[GIVEN DATA — start]

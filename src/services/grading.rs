use crate::error::{Error, Result};
use crate::models::attempt::AttemptStatus;
use crate::models::result_log::{LogAction, ResultLog};
use crate::services::scoring::round2;
use crate::storage::QuizStore;
use crate::utils::lock::AttemptLocks;
use crate::utils::time::Clock;
use serde_json::json;
use std::sync::Arc;
use uuid::Uuid;

/// Human override of one question's automated score. The only component
/// allowed to touch a terminal attempt's per-answer marks, and responsible
/// for restoring the aggregate invariant (`total_score == Σ answer marks`)
/// in the same critical section.
#[derive(Clone)]
pub struct GradingService {
    store: Arc<dyn QuizStore>,
    clock: Arc<dyn Clock>,
    locks: AttemptLocks,
}

impl GradingService {
    pub fn new(store: Arc<dyn QuizStore>, clock: Arc<dyn Clock>, locks: AttemptLocks) -> Self {
        Self { store, clock, locks }
    }

    /// Overwrites one answer's marks and feedback, then re-derives the
    /// attempt aggregates from every answer's marks. Returns `Ok(false)`
    /// when the attempt or answer cannot be located so callers decide
    /// whether to abort a batch of grade edits.
    ///
    /// The correctness flag and the student's raw answer are never
    /// touched; manual grading only overrides score and feedback.
    pub async fn update_question_score(
        &self,
        attempt_id: Uuid,
        question_id: &str,
        new_marks: f64,
        feedback: &str,
        graded_by: &str,
    ) -> Result<bool> {
        let _guard = self.locks.acquire(attempt_id).await;

        let Some(mut attempt) = self.store.get_attempt(attempt_id).await? else {
            return Ok(false);
        };
        if attempt.status == AttemptStatus::InProgress {
            return Err(Error::BadRequest(
                "Cannot grade an attempt that is still in progress".to_string(),
            ));
        }
        let Some(quiz) = self.store.get_quiz(&attempt.quiz_id).await? else {
            return Ok(false);
        };

        let old_marks = match attempt.answer_mut(question_id) {
            Some(answer) => {
                let old = answer.marks;
                answer.marks = Some(new_marks);
                answer.feedback = Some(feedback.to_string());
                old
            }
            None => return Ok(false),
        };

        // Re-sum across all answers, not just the edited one.
        let total_score = round2(
            attempt
                .answers
                .iter()
                .map(|a| a.marks.unwrap_or(0.0))
                .sum(),
        );
        let max_score = attempt.max_score.unwrap_or(0.0);
        let percentage = if max_score > 0.0 {
            round2(total_score / max_score * 100.0)
        } else {
            0.0
        };

        let now = self.clock.now();
        attempt.total_score = Some(total_score);
        attempt.percentage = Some(percentage);
        attempt.passed = Some(percentage >= quiz.passing_percentage());
        attempt.updated_at = now;

        // Answer edit and aggregates land in one document write.
        self.store.update_attempt(&attempt).await?;

        // The audit entry is written even when the arithmetic yields no
        // change.
        self.store
            .append_result_log(&ResultLog {
                log_id: Uuid::new_v4(),
                attempt_id,
                quiz_id: attempt.quiz_id.clone(),
                student_email: attempt.student_email.clone(),
                action_type: LogAction::GradeUpdated,
                action_data: json!({
                    "questionId": question_id,
                    "oldMarks": old_marks,
                    "newMarks": new_marks,
                    "feedback": feedback,
                    "totalScore": total_score,
                    "percentage": percentage,
                }),
                performed_by: graded_by.to_string(),
                timestamp: now,
            })
            .await?;

        tracing::info!(
            attempt_id = %attempt_id,
            question_id,
            old_marks = ?old_marks,
            new_marks,
            graded_by,
            "Manual grade recorded"
        );

        Ok(true)
    }
}

#[cfg(test)]
mod tests {
    use super::*;
    use crate::models::attempt::{Answer, AnswerValue, Attempt};
    use crate::models::quiz::{Quiz, QuizSettings};
    use crate::storage::memory::InMemoryStore;
    use crate::utils::time::ManualClock;
    use chrono::Utc;

    fn quiz() -> Quiz {
        Quiz {
            quiz_id: "quiz-1".to_string(),
            title: "Sample".to_string(),
            description: None,
            course_id: "course-1".to_string(),
            duration: 30,
            total_marks: 20.0,
            passing_marks: 8.0,
            settings: QuizSettings::default(),
            question_ids: vec!["q1".to_string(), "q2".to_string()],
            is_active: true,
        }
    }

    fn scored_answer(question_id: &str, marks: f64) -> Answer {
        Answer {
            question_id: question_id.to_string(),
            answer: Some(AnswerValue::Text("something".to_string())),
            answered_at: Some(Utc::now()),
            marks: Some(marks),
            is_correct: Some(false),
            feedback: Some("auto".to_string()),
        }
    }

    fn submitted_attempt() -> Attempt {
        let now = Utc::now();
        Attempt {
            attempt_id: Uuid::new_v4(),
            quiz_id: "quiz-1".to_string(),
            assignment_id: "assign-1".to_string(),
            student_email: "student@example.com".to_string(),
            attempt_number: 1,
            started_at: now,
            submitted_at: Some(now),
            due_at: now,
            status: AttemptStatus::Submitted,
            answers: vec![scored_answer("q1", 2.0), scored_answer("q2", 3.0)],
            total_score: Some(5.0),
            max_score: Some(20.0),
            percentage: Some(25.0),
            passed: Some(false),
            is_late_submission: false,
            late_penalty_applied: 0.0,
            time_spent: Some(60),
            created_at: now,
            updated_at: now,
        }
    }

    async fn service_with(
        attempt: &Attempt,
    ) -> (GradingService, Arc<InMemoryStore>) {
        let store = Arc::new(InMemoryStore::new());
        store.seed_quiz(quiz(), Vec::new()).await;
        store.insert_attempt(attempt).await.unwrap();
        let clock = Arc::new(ManualClock::new(Utc::now()));
        let service = GradingService::new(store.clone(), clock, AttemptLocks::new());
        (service, store)
    }

    #[tokio::test]
    async fn regrade_restores_aggregate_invariant() {
        let attempt = submitted_attempt();
        let (service, store) = service_with(&attempt).await;

        let updated = service
            .update_question_score(attempt.attempt_id, "q1", 8.0, "solid reasoning", "grader@example.com")
            .await
            .unwrap();
        assert!(updated);

        let stored = store.get_attempt(attempt.attempt_id).await.unwrap().unwrap();
        let summed: f64 = stored.answers.iter().map(|a| a.marks.unwrap_or(0.0)).sum();
        assert_eq!(stored.total_score, Some(round2(summed)));
        assert_eq!(stored.total_score, Some(11.0));
        assert_eq!(stored.percentage, Some(55.0));
        // Threshold derives from the quiz: 8/20 = 40%.
        assert_eq!(stored.passed, Some(true));
        // Correctness flag is untouched by manual grading.
        assert_eq!(stored.answers[0].is_correct, Some(false));
        assert_eq!(stored.answers[0].feedback.as_deref(), Some("solid reasoning"));
        // Status never leaves its terminal value.
        assert_eq!(stored.status, AttemptStatus::Submitted);
    }

    #[tokio::test]
    async fn missing_attempt_or_question_reports_false() {
        let attempt = submitted_attempt();
        let (service, _store) = service_with(&attempt).await;

        let missing_attempt = service
            .update_question_score(Uuid::new_v4(), "q1", 5.0, "", "grader@example.com")
            .await
            .unwrap();
        assert!(!missing_attempt);

        let missing_question = service
            .update_question_score(attempt.attempt_id, "nope", 5.0, "", "grader@example.com")
            .await
            .unwrap();
        assert!(!missing_question);
    }

    #[tokio::test]
    async fn in_progress_attempts_cannot_be_graded() {
        let mut attempt = submitted_attempt();
        attempt.status = AttemptStatus::InProgress;
        let (service, _store) = service_with(&attempt).await;

        let err = service
            .update_question_score(attempt.attempt_id, "q1", 5.0, "", "grader@example.com")
            .await
            .unwrap_err();
        assert!(matches!(err, Error::BadRequest(_)));
    }

    #[tokio::test]
    async fn audit_entry_is_written_even_without_arithmetic_change() {
        let attempt = submitted_attempt();
        let (service, store) = service_with(&attempt).await;

        // Same marks as before: aggregates do not move, the log still does.
        service
            .update_question_score(attempt.attempt_id, "q1", 2.0, "confirmed", "grader@example.com")
            .await
            .unwrap();

        let logs = store.list_result_logs(attempt.attempt_id).await.unwrap();
        assert_eq!(logs.len(), 1);
        assert_eq!(logs[0].action_type, LogAction::GradeUpdated);
        assert_eq!(logs[0].performed_by, "grader@example.com");
        assert_eq!(logs[0].action_data["oldMarks"], 2.0);
        assert_eq!(logs[0].action_data["newMarks"], 2.0);
    }
}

[GIVEN DATA — finish]

From the records above, print only the lines between the one holding "assert_eq!(stored.answers[0].is_correct, Some(false));" and the one holding "async fn in_progress_attempts_cannot_be_graded()", inclusive, exactly as they stand.

        assert_eq!(stored.answers[0].is_correct, Some(false));
        assert_eq!(stored.answers[0].feedback.as_deref(), Some("solid reasoning"));
        // Status never leaves its terminal value.
        assert_eq!(stored.status, AttemptStatus::Submitted);
    }

    #[tokio::test]
    async fn missing_attempt_or_question_reports_false() {
        let attempt = submitted_attempt();
        let (service, _store) = service_with(&attempt).await;

        let missing_attempt = service
            .update_question_score(Uuid::new_v4(), "q1", 5.0, "", "grader@example.com")
            .await
            .unwrap();
        assert!(!missing_attempt);

        let missing_question = service
            .update_question_score(attempt.attempt_id, "nope", 5.0, "", "grader@example.com")
            .await
            .unwrap();
        assert!(!missing_question);
    }

    #[tokio::test]
    async fn in_progress_attempts_cannot_be_graded() {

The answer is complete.